-- What the task requires --
Among the entries, find the lines with the string "length" and copy them.

Stored items:
╔══

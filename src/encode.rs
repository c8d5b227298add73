//! Serialize values into the Kafka wire format.
//!
//! Fixed-width integers are big endian. Strings carry an i16 length and byte
//! blobs an i32 length; `None` is written as a length of -1. Record batches
//! additionally use zig-zag varints, see [`encode_varint`] and [`encode_varlong`].
use bytes::{BufMut, Bytes};

use crate::error::{Error, Result};

pub trait ToByte {
    fn encode<T: BufMut>(&self, buffer: &mut T) -> Result<()>;
}

impl<'a, T: ToByte + 'a + ?Sized> ToByte for &'a T {
    fn encode<W: BufMut>(&self, buffer: &mut W) -> Result<()> {
        (*self).encode(buffer)
    }
}

macro_rules! impl_to_byte_fixed {
    ($($ty:ty => $put:ident),+ $(,)?) => {
        $(
            impl ToByte for $ty {
                fn encode<T: BufMut>(&self, buffer: &mut T) -> Result<()> {
                    buffer.$put(*self);
                    Ok(())
                }
            }
        )+
    };
}

impl_to_byte_fixed!(i8 => put_i8, i16 => put_i16, i32 => put_i32, u32 => put_u32, i64 => put_i64);

impl ToByte for bool {
    fn encode<T: BufMut>(&self, buffer: &mut T) -> Result<()> {
        buffer.put_i8(*self as i8);
        Ok(())
    }
}

impl ToByte for str {
    fn encode<T: BufMut>(&self, buffer: &mut T) -> Result<()> {
        let len = i16::try_from(self.len())
            .map_err(|_| Error::Config(format!("string of {} bytes exceeds i16", self.len())))?;
        buffer.put_i16(len);
        buffer.put(self.as_bytes());
        Ok(())
    }
}

impl ToByte for String {
    fn encode<T: BufMut>(&self, buffer: &mut T) -> Result<()> {
        self.as_str().encode(buffer)
    }
}

impl<V: ToByte> ToByte for [V] {
    fn encode<T: BufMut>(&self, buffer: &mut T) -> Result<()> {
        encode_as_array(buffer, self, |buffer, x| x.encode(buffer))
    }
}

impl ToByte for [u8] {
    fn encode<T: BufMut>(&self, buffer: &mut T) -> Result<()> {
        put_blob_len(buffer, self.len())?;
        buffer.put(self);
        Ok(())
    }
}

impl ToByte for Bytes {
    fn encode<W: BufMut>(&self, buffer: &mut W) -> Result<()> {
        self.as_ref().encode(buffer)
    }
}

impl ToByte for Option<Bytes> {
    fn encode<W: BufMut>(&self, buffer: &mut W) -> Result<()> {
        match self {
            Some(xs) => xs.encode(buffer),
            None => (-1i32).encode(buffer),
        }
    }
}

impl ToByte for Option<String> {
    fn encode<W: BufMut>(&self, buffer: &mut W) -> Result<()> {
        match self {
            Some(xs) => xs.encode(buffer),
            // NULLABLE_STRING uses an i16 length prefix
            None => (-1i16).encode(buffer),
        }
    }
}

fn put_blob_len<W: BufMut>(buffer: &mut W, len: usize) -> Result<()> {
    let len = i32::try_from(len)
        .map_err(|_| Error::Config(format!("blob of {len} bytes exceeds i32")))?;
    buffer.put_i32(len);
    Ok(())
}

/// Renders the length of `xs` to `buffer` as the start of a
/// protocol array and then for each element of `xs` invokes `f`
/// assuming that function will render the element to the buffer.
pub fn encode_as_array<T, F, W>(buffer: &mut W, xs: &[T], mut f: F) -> Result<()>
where
    F: FnMut(&mut W, &T) -> Result<()>,
    W: BufMut,
{
    put_blob_len(buffer, xs.len())?;
    for x in xs {
        f(buffer, x)?;
    }
    Ok(())
}

/// Encode a slice of ToByte items as a Kafka protocol array.
pub fn encode_array<T: ToByte, W: BufMut>(buffer: &mut W, items: &[T]) -> Result<()> {
    encode_as_array(buffer, items, |buffer, item| item.encode(buffer))
}

/// Encode an unsigned varint. Used by flexible encoding formats (KIP-482).
pub fn encode_unsigned_varint<W: BufMut>(buffer: &mut W, mut value: u64) {
    loop {
        let mut byte = (value & 0x7F) as u8;
        value >>= 7;
        if value != 0 {
            byte |= 0x80;
        }
        buffer.put_u8(byte);
        if value == 0 {
            break;
        }
    }
}

/// Encode a zig-zag signed varint, as used inside v2 records.
pub fn encode_varint<W: BufMut>(buffer: &mut W, value: i32) {
    encode_unsigned_varint(buffer, ((value << 1) ^ (value >> 31)) as u32 as u64);
}

/// Encode a zig-zag signed varlong, as used for record timestamp deltas.
pub fn encode_varlong<W: BufMut>(buffer: &mut W, value: i64) {
    encode_unsigned_varint(buffer, ((value << 1) ^ (value >> 63)) as u64);
}

/// Encode a compact array: unsigned varint of `len + 1`, then the items.
pub fn encode_compact_array<T, F, W>(buffer: &mut W, items: &[T], mut f: F) -> Result<()>
where
    F: FnMut(&mut W, &T) -> Result<()>,
    W: BufMut,
{
    encode_unsigned_varint(buffer, (items.len() + 1) as u64);
    for item in items {
        f(buffer, item)?;
    }
    Ok(())
}

/// An empty tagged field section is a single varint zero.
pub fn encode_empty_tagged_fields<W: BufMut>(buffer: &mut W) {
    buffer.put_u8(0);
}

╚══

-- Task response --
//! Fixed-width integers are big endian. Strings carry an i16 length and byte
//! blobs an i32 length; `None` is written as a length of -1. Record batches
            // NULLABLE_STRING uses an i16 length prefix
/// Renders the length of `xs` to `buffer` as the start of a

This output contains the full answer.